The write-down is the largest of the big-five UK banks because HSBC has large operations in the US.
The bank said the global financial system had come under "extraordinary strain" in 2007.
"The outlook for the rest of 2008 is uncertain," said HSBC chairman Stephen Green.
"The economic slowdown and the credit outlook in the US may well get worse before they get better," he added.
Whilst the credit crisis, caused by problems in the US housing market, hit HSBC's US operations, the bank enjoyed strong growth in Asia, Middle-East and Latin America.
"For HSBC to achieve another new high in earnings despite these conditions... underscores the value of the strategic focus... to drive sustainable growth by concentrating on the fast growing markets of the world," Mr Green said.
UK BANKS' WRITE-DOWNS
Lloyds TSB £280m
Source: Company reports
HSBC said the banking group was fundamentally strong and it increased the dividend it pays to shareholders by 11% to 90 cents per share.
Its results were better than many in the City had predicted.
"HSBC is guiding us to underlying profit growth of 5% and that is better than we were expecting," analyst Leigh Goodwin at Fox-Pitt, Kelton told the BBC.
"There don't seem to be as many negatives in the US at this stage as we were expecting," he said.
HSBC has a branch network in the US, where business, it says, is "challenging". Profitability is declining because of the decline in the housing market and increasing unemployment.
The bank said it was actively trying to mitigate losses in the US, where defaults on mortgages and credit card payments are increasing.
It has restructured its US operation, closing about 400 branches, and has reduced the amount of credit it extends.
HSBC shares rose in early trading - one of the few companies to see its shares rise in a falling market.

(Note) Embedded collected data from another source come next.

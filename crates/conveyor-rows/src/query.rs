//! Translating a [`Mask`] into a SQL `WHERE` clause, interning any
//! Enumerable mask value the same way a row insert does so the comparison
//! lands on the same integer the stored row carries.

use conveyor_enum_cache::Cache;
use conveyor_item::{Enumerable, Mask, Word};
use sqlx::PgPool;

use crate::row::BoundValue;
use crate::table;
use crate::Error;

/// A `WHERE` fragment (no leading `WHERE` keyword) plus the values it binds,
/// numbered starting at `start_index` so it can be appended after an
/// `UPDATE ... SET` clause's own placeholders.
pub struct WhereClause {
    pub sql: String,
    pub values: Vec<BoundValue>,
}

pub async fn build(
    kind: &Word,
    mask: &Mask,
    cache: &Cache,
    pool: &PgPool,
    start_index: usize,
) -> Result<WhereClause, Error> {
    let mut conditions = Vec::new();
    let mut values = Vec::new();
    let mut next = start_index;

    if let Some(status) = &mask.status {
        let table = table::enum_table_name(kind, "status");
        let v = cache
            .intern(&table, &Enumerable::from(status.as_str().to_string()), pool)
            .await?;
        conditions.push(format!("status = ${next}"));
        values.push(BoundValue::SmallInt(v));
        next += 1;
    }
    if let Some(digest) = &mask.digest {
        conditions.push(format!("digest = ${next}"));
        values.push(BoundValue::VarChar(digest.string()));
        next += 1;
    }
    if let Some(chain) = &mask.chain {
        conditions.push(format!("chain = ${next}"));
        values.push(BoundValue::VarChar(chain.as_str().to_string()));
        next += 1;
    }
    if let Some(created) = &mask.created {
        conditions.push(format!("created = ${next}"));
        values.push(BoundValue::Timestamp(*created));
        next += 1;
    }
    if let Some(reserver) = &mask.reserver {
        match reserver.as_deref() {
            None => conditions.push("reserver IS NULL".to_string()),
            Some(token) => {
                conditions.push(format!("reserver = ${next}"));
                values.push(BoundValue::VarChar(token.to_string()));
                next += 1;
            }
        }
    }
    for (key, value) in &mask.metadata {
        let table = table::enum_table_name(kind, key.as_str());
        let bound = match value {
            conveyor_item::Value::String(s) => BoundValue::VarChar(s.clone()),
            conveyor_item::Value::Integer(i) => BoundValue::Integer(*i),
            conveyor_item::Value::Float(f) => BoundValue::Double(*f),
            conveyor_item::Value::Timestamp(t) => BoundValue::Timestamp(*t),
            conveyor_item::Value::Enumerable(e) => {
                let v = cache.intern(&table, e, pool).await?;
                BoundValue::SmallInt(v)
            }
        };
        conditions.push(format!("{} = ${next}", key.as_str()));
        values.push(bound);
        next += 1;
    }

    let sql = if conditions.is_empty() {
        "TRUE".to_string()
    } else {
        conditions.join(" AND ")
    };
    Ok(WhereClause { sql, values })
}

By 0945 GMT its shares were up 1p at 767p.
"HSBC has fared better than many of its competitors in shedding just 14% of its share price in the last year," said Richard Hunter from stockbrokers Hargreaves Lansdown.
"However, it continues to be held back by the spectre of potential further write-downs with, in particular, its exposure to the US market having unnerved many investors," he said.